# About this task
Write every record out again exactly as given.
Segment Start: Exercise inputs
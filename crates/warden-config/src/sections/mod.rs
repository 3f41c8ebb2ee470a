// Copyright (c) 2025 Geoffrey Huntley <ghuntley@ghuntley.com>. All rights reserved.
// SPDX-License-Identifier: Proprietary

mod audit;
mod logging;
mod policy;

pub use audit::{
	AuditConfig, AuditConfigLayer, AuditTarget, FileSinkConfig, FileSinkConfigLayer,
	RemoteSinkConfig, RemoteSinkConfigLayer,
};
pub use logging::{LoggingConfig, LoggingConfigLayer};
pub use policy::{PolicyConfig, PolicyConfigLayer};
Segment End: Exercise inputs
# Completed exercise
filename crates/warden-config/src/sections/mod.rs
repository 3f41c8ebb2ee470a
// Copyright (c) 2025 Geoffrey Huntley <ghuntley@ghuntley.com>. All rights reserved.
// SPDX-License-Identifier: Proprietary

mod audit;
mod logging;
mod policy;

pub use audit::{
	AuditConfig, AuditConfigLayer, AuditTarget, FileSinkConfig, FileSinkConfigLayer,
	RemoteSinkConfig, RemoteSinkConfigLayer,
};
pub use logging::{LoggingConfig, LoggingConfigLayer};
pub use policy::{PolicyConfig, PolicyConfigLayer};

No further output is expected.